> **Records provided**:
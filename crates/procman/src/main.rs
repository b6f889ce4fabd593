//! procman: interactive process manager
//!
//! Loads the process registry from disk, runs the command menu over a
//! fresh dispatch queue and memory stack, and saves the registry on exit.

mod config;
mod menu;
mod session;

use anyhow::{Context, Result};
use clap::Parser;
use config::AppConfig;
use procman_registry::ProcessRegistry;
use session::Session;
use std::io;
use std::path::PathBuf;
use tracing::{info, warn};
use tracing_subscriber::{EnvFilter, FmtSubscriber};

// Use mimalloc as the global allocator
#[global_allocator]
static GLOBAL: mimalloc::MiMalloc = mimalloc::MiMalloc;

#[derive(Debug, Parser)]
#[command(name = "procman", version, about = "Process registry with a priority dispatch queue")]
struct Cli {
    /// TOML configuration file
    #[arg(long, env = "PROCMAN_CONFIG")]
    config: Option<PathBuf>,

    /// Process data file, overrides the configured one
    #[arg(long)]
    data: Option<PathBuf>,
}

fn main() -> Result<()> {
    let cli = Cli::parse();

    let mut config = AppConfig::load(cli.config.as_deref())?;
    if let Some(data) = cli.data {
        config.data_file = data;
    }

    // Initialize logging on stderr so it never mixes with menu output
    let filter = EnvFilter::try_from_default_env()
        .unwrap_or_else(|_| EnvFilter::new(&config.log_level));
    FmtSubscriber::builder()
        .with_env_filter(filter)
        .with_writer(io::stderr)
        .with_target(false)
        .compact()
        .init();

    info!("procman starting...");

    let mut registry = ProcessRegistry::new();
    let report = registry
        .load(&config.data_file)
        .with_context(|| format!("loading {}", config.data_file.display()))?;
    if report.skipped() > 0 {
        warn!(
            "Ignored {} malformed lines in {}: {:?}",
            report.skipped(),
            config.data_file.display(),
            report.skipped_lines
        );
    }

    let mut session = Session::new(registry);
    menu::run(&mut session, &config, io::stdin().lock(), io::stdout().lock())?;

    if config.autosave {
        session
            .registry
            .save(&config.data_file)
            .with_context(|| format!("saving {}", config.data_file.display()))?;
    }

    info!("procman shutting down");
    Ok(())
}
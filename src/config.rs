//! Sysstat collector configuration.

use std::collections::BTreeMap;
use std::fmt;
use std::path::PathBuf;

use serde::{Deserialize, Serialize};

use crate::collector::sysstat::DeviceTags;
use crate::util::find_in_path;

/// Activities passed to `sadc` when none are configured.
pub const DEFAULT_ACTIVITIES: &[&str] = &["DISK"];

/// Stock `sadf` option table: option token(s) and the description used as
/// measurement name or prefix.
pub const DEFAULT_OPTIONS: &[(&str, &str)] = &[
    ("-C", "cpu"),
    ("-B", "paging"),
    ("-b", "io"),
    ("-d", "disk"), // requires DISK activity
    ("-n ALL", "network"),
    ("-P ALL", "per_cpu"),
    ("-q", "queue"),
    ("-R", "mem"),
    ("-r", "mem_util"),
    ("-S", "swap_util"),
    ("-u", "cpu_util"),
    ("-v", "inode"),
    ("-W", "swap"),
    ("-w", "task"),
];

/// Configuration of one sysstat collector.
///
/// Read-only while a cycle runs; replace it between cycles with
/// `SysstatCollector::set_config`.
#[derive(Debug, Clone, PartialEq, Serialize, Deserialize)]
#[serde(default)]
pub struct SysstatConfig {
    /// Path to the `sadc` data collector.
    ///
    /// Debian/Ubuntu: `/usr/lib/sysstat/sadc`, Arch: `/usr/lib/sa/sadc`,
    /// RHEL/CentOS: `/usr/lib64/sa/sadc`.
    pub sadc_path: PathBuf,
    /// Path to `sadf`.
    pub sadf_path: PathBuf,
    /// Activities passed to `sadc` as `-S <activity>`.
    pub activities: Vec<String>,
    /// `sadf` option token(s) mapped to a description.
    pub options: BTreeMap<String, String>,
    /// Merge all fields of one device into a single measurement.
    pub group: bool,
    /// Extra tags per device.
    pub device_tags: DeviceTags,
    /// Directory for temporary capture artifacts.
    pub tmp_dir: PathBuf,
}

impl Default for SysstatConfig {
    fn default() -> Self {
        Self {
            sadc_path: PathBuf::new(),
            sadf_path: find_in_path("sadf").unwrap_or_default(),
            activities: DEFAULT_ACTIVITIES.iter().map(|s| s.to_string()).collect(),
            options: default_options(),
            group: true,
            device_tags: DeviceTags::default(),
            tmp_dir: std::env::temp_dir(),
        }
    }
}

/// Returns the stock option table.
pub fn default_options() -> BTreeMap<String, String> {
    DEFAULT_OPTIONS
        .iter()
        .map(|(k, v)| (k.to_string(), v.to_string()))
        .collect()
}

/// Error type for invalid configuration.
#[derive(Debug, Clone, PartialEq)]
pub enum ConfigError {
    /// A required path is empty.
    MissingPath(&'static str),
    /// An option has an empty token or description.
    InvalidOption(String),
}

impl fmt::Display for ConfigError {
    fn fmt(&self, f: &mut fmt::Formatter<'_>) -> fmt::Result {
        match self {
            ConfigError::MissingPath(name) => write!(f, "{} is required", name),
            ConfigError::InvalidOption(option) => {
                write!(f, "invalid option '{}': token and description must be non-empty", option)
            }
        }
    }
}

impl std::error::Error for ConfigError {}

impl SysstatConfig {
    /// Creates a configuration with defaults and the given `sadc` path.
    pub fn new(sadc_path: impl Into<PathBuf>) -> Self {
        Self {
            sadc_path: sadc_path.into(),
            ..Self::default()
        }
    }

    /// Checks that the configuration can drive a collection cycle.
    pub fn validate(&self) -> Result<(), ConfigError> {
        if self.sadc_path.as_os_str().is_empty() {
            return Err(ConfigError::MissingPath("sadc_path"));
        }
        if self.sadf_path.as_os_str().is_empty() {
            return Err(ConfigError::MissingPath("sadf_path"));
        }
        for (option, description) in &self.options {
            if option.trim().is_empty() || description.is_empty() {
                return Err(ConfigError::InvalidOption(option.clone()));
            }
        }
        Ok(())
    }
}

#[cfg(test)]
mod tests {
    use super::*;

    #[test]
    fn test_defaults() {
        let config = SysstatConfig::new("/usr/lib/sa/sadc");
        assert_eq!(config.activities, ["DISK"]);
        assert!(config.group);
        assert_eq!(config.options.len(), DEFAULT_OPTIONS.len());
        assert_eq!(config.options["-n ALL"], "network");
        assert!(config.device_tags.is_empty());
    }

    #[test]
    fn test_validate_requires_paths() {
        let mut config = SysstatConfig::new("");
        config.sadf_path = PathBuf::from("/usr/bin/sadf");
        assert_eq!(config.validate(), Err(ConfigError::MissingPath("sadc_path")));

        config.sadc_path = PathBuf::from("/usr/lib/sa/sadc");
        assert_eq!(config.validate(), Ok(()));

        config.sadf_path = PathBuf::new();
        assert_eq!(config.validate(), Err(ConfigError::MissingPath("sadf_path")));
    }

    #[test]
    fn test_validate_rejects_empty_description() {
        let mut config = SysstatConfig::new("/usr/lib/sa/sadc");
        config.sadf_path = PathBuf::from("/usr/bin/sadf");
        config.options.insert("-H".to_string(), String::new());

        assert!(matches!(config.validate(), Err(ConfigError::InvalidOption(o)) if o == "-H"));
    }

    #[test]
    fn test_deserialize_partial() {
        let config: SysstatConfig = serde_json::from_str(
            r#"{
                "sadc_path": "/usr/lib/sa/sadc",
                "sadf_path": "/usr/bin/sadf",
                "group": false,
                "options": {"-d": "disk"},
                "device_tags": {"sda": [{"vg": "rootvg"}]}
            }"#,
        )
        .unwrap();

        assert!(!config.group);
        assert_eq!(config.options.len(), 1);
        assert_eq!(config.activities, ["DISK"]);
        assert_eq!(config.device_tags.resolve(Some("sda"))["vg"], "rootvg");
        assert_eq!(config.validate(), Ok(()));
    }
}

> **Exercise details**:
Each entry above needs to be output exactly.

> **Written reply**:
filename crates/procman/src/main.rs
repository b6f889ce4fabd593
//! procman: interactive process manager
//!
//! Loads the process registry from disk, runs the command menu over a
//! fresh dispatch queue and memory stack, and saves the registry on exit.

mod config;
mod menu;
mod session;

use anyhow::{Context, Result};
use clap::Parser;
use config::AppConfig;
use procman_registry::ProcessRegistry;
use session::Session;
use std::io;
use std::path::PathBuf;
use tracing::{info, warn};
use tracing_subscriber::{EnvFilter, FmtSubscriber};

// Use mimalloc as the global allocator
#[global_allocator]
static GLOBAL: mimalloc::MiMalloc = mimalloc::MiMalloc;

#[derive(Debug, Parser)]
#[command(name = "procman", version, about = "Process registry with a priority dispatch queue")]
struct Cli {
    /// TOML configuration file
    #[arg(long, env = "PROCMAN_CONFIG")]
    config: Option<PathBuf>,

    /// Process data file, overrides the configured one
    #[arg(long)]
    data: Option<PathBuf>,
}

fn main() -> Result<()> {
    let cli = Cli::parse();

    let mut config = AppConfig::load(cli.config.as_deref())?;
    if let Some(data) = cli.data {
        config.data_file = data;
    }

    // Initialize logging on stderr so it never mixes with menu output
    let filter = EnvFilter::try_from_default_env()
        .unwrap_or_else(|_| EnvFilter::new(&config.log_level));
    FmtSubscriber::builder()
        .with_env_filter(filter)
        .with_writer(io::stderr)
        .with_target(false)
        .compact()
        .init();

    info!("procman starting...");

    let mut registry = ProcessRegistry::new();
    let report = registry
        .load(&config.data_file)
        .with_context(|| format!("loading {}", config.data_file.display()))?;
    if report.skipped() > 0 {
        warn!(
            "Ignored {} malformed lines in {}: {:?}",
            report.skipped(),
            config.data_file.display(),
            report.skipped_lines
        );
    }

    let mut session = Session::new(registry);
    menu::run(&mut session, &config, io::stdin().lock(), io::stdout().lock())?;

    if config.autosave {
        session
            .registry
            .save(&config.data_file)
            .with_context(|| format!("saving {}", config.data_file.display()))?;
    }

    info!("procman shutting down");
    Ok(())
}
filename src/config.rs
//! Sysstat collector configuration.

use std::collections::BTreeMap;
use std::fmt;
use std::path::PathBuf;

use serde::{Deserialize, Serialize};

use crate::collector::sysstat::DeviceTags;
use crate::util::find_in_path;

/// Activities passed to `sadc` when none are configured.
pub const DEFAULT_ACTIVITIES: &[&str] = &["DISK"];

/// Stock `sadf` option table: option token(s) and the description used as
/// measurement name or prefix.
pub const DEFAULT_OPTIONS: &[(&str, &str)] = &[
    ("-C", "cpu"),
    ("-B", "paging"),
    ("-b", "io"),
    ("-d", "disk"), // requires DISK activity
    ("-n ALL", "network"),
    ("-P ALL", "per_cpu"),
    ("-q", "queue"),
    ("-R", "mem"),
    ("-r", "mem_util"),
    ("-S", "swap_util"),
    ("-u", "cpu_util"),
    ("-v", "inode"),
    ("-W", "swap"),
    ("-w", "task"),
];

/// Configuration of one sysstat collector.
///
/// Read-only while a cycle runs; replace it between cycles with
/// `SysstatCollector::set_config`.
#[derive(Debug, Clone, PartialEq, Serialize, Deserialize)]
#[serde(default)]
pub struct SysstatConfig {
    /// Path to the `sadc` data collector.
    ///
    /// Debian/Ubuntu: `/usr/lib/sysstat/sadc`, Arch: `/usr/lib/sa/sadc`,
    /// RHEL/CentOS: `/usr/lib64/sa/sadc`.
    pub sadc_path: PathBuf,
    /// Path to `sadf`.
    pub sadf_path: PathBuf,
    /// Activities passed to `sadc` as `-S <activity>`.
    pub activities: Vec<String>,
    /// `sadf` option token(s) mapped to a description.
    pub options: BTreeMap<String, String>,
    /// Merge all fields of one device into a single measurement.
    pub group: bool,
    /// Extra tags per device.
    pub device_tags: DeviceTags,
    /// Directory for temporary capture artifacts.
    pub tmp_dir: PathBuf,
}

impl Default for SysstatConfig {
    fn default() -> Self {
        Self {
            sadc_path: PathBuf::new(),
            sadf_path: find_in_path("sadf").unwrap_or_default(),
            activities: DEFAULT_ACTIVITIES.iter().map(|s| s.to_string()).collect(),
            options: default_options(),
            group: true,
            device_tags: DeviceTags::default(),
            tmp_dir: std::env::temp_dir(),
        }
    }
}

/// Returns the stock option table.
pub fn default_options() -> BTreeMap<String, String> {
    DEFAULT_OPTIONS
        .iter()
        .map(|(k, v)| (k.to_string(), v.to_string()))
        .collect()
}

/// Error type for invalid configuration.
#[derive(Debug, Clone, PartialEq)]
pub enum ConfigError {
    /// A required path is empty.
    MissingPath(&'static str),
    /// An option has an empty token or description.
    InvalidOption(String),
}

impl fmt::Display for ConfigError {
    fn fmt(&self, f: &mut fmt::Formatter<'_>) -> fmt::Result {
        match self {
            ConfigError::MissingPath(name) => write!(f, "{} is required", name),
            ConfigError::InvalidOption(option) => {
                write!(f, "invalid option '{}': token and description must be non-empty", option)
            }
        }
    }
}

impl std::error::Error for ConfigError {}

impl SysstatConfig {
    /// Creates a configuration with defaults and the given `sadc` path.
    pub fn new(sadc_path: impl Into<PathBuf>) -> Self {
        Self {
            sadc_path: sadc_path.into(),
            ..Self::default()
        }
    }

    /// Checks that the configuration can drive a collection cycle.
    pub fn validate(&self) -> Result<(), ConfigError> {
        if self.sadc_path.as_os_str().is_empty() {
            return Err(ConfigError::MissingPath("sadc_path"));
        }
        if self.sadf_path.as_os_str().is_empty() {
            return Err(ConfigError::MissingPath("sadf_path"));
        }
        for (option, description) in &self.options {
            if option.trim().is_empty() || description.is_empty() {
                return Err(ConfigError::InvalidOption(option.clone()));
            }
        }
        Ok(())
    }
}

#[cfg(test)]
mod tests {
    use super::*;

    #[test]
    fn test_defaults() {
        let config = SysstatConfig::new("/usr/lib/sa/sadc");
        assert_eq!(config.activities, ["DISK"]);
        assert!(config.group);
        assert_eq!(config.options.len(), DEFAULT_OPTIONS.len());
        assert_eq!(config.options["-n ALL"], "network");
        assert!(config.device_tags.is_empty());
    }

    #[test]
    fn test_validate_requires_paths() {
        let mut config = SysstatConfig::new("");
        config.sadf_path = PathBuf::from("/usr/bin/sadf");
        assert_eq!(config.validate(), Err(ConfigError::MissingPath("sadc_path")));

        config.sadc_path = PathBuf::from("/usr/lib/sa/sadc");
        assert_eq!(config.validate(), Ok(()));

        config.sadf_path = PathBuf::new();
        assert_eq!(config.validate(), Err(ConfigError::MissingPath("sadf_path")));
    }

    #[test]
    fn test_validate_rejects_empty_description() {
        let mut config = SysstatConfig::new("/usr/lib/sa/sadc");
        config.sadf_path = PathBuf::from("/usr/bin/sadf");
        config.options.insert("-H".to_string(), String::new());

        assert!(matches!(config.validate(), Err(ConfigError::InvalidOption(o)) if o == "-H"));
    }

    #[test]
    fn test_deserialize_partial() {
        let config: SysstatConfig = serde_json::from_str(
            r#"{
                "sadc_path": "/usr/lib/sa/sadc",
                "sadf_path": "/usr/bin/sadf",
                "group": false,
                "options": {"-d": "disk"},
                "device_tags": {"sda": [{"vg": "rootvg"}]}
            }"#,
        )
        .unwrap();

        assert!(!config.group);
        assert_eq!(config.options.len(), 1);
        assert_eq!(config.activities, ["DISK"]);
        assert_eq!(config.device_tags.resolve(Some("sda"))["vg"], "rootvg");
        assert_eq!(config.validate(), Ok(()));
    }
}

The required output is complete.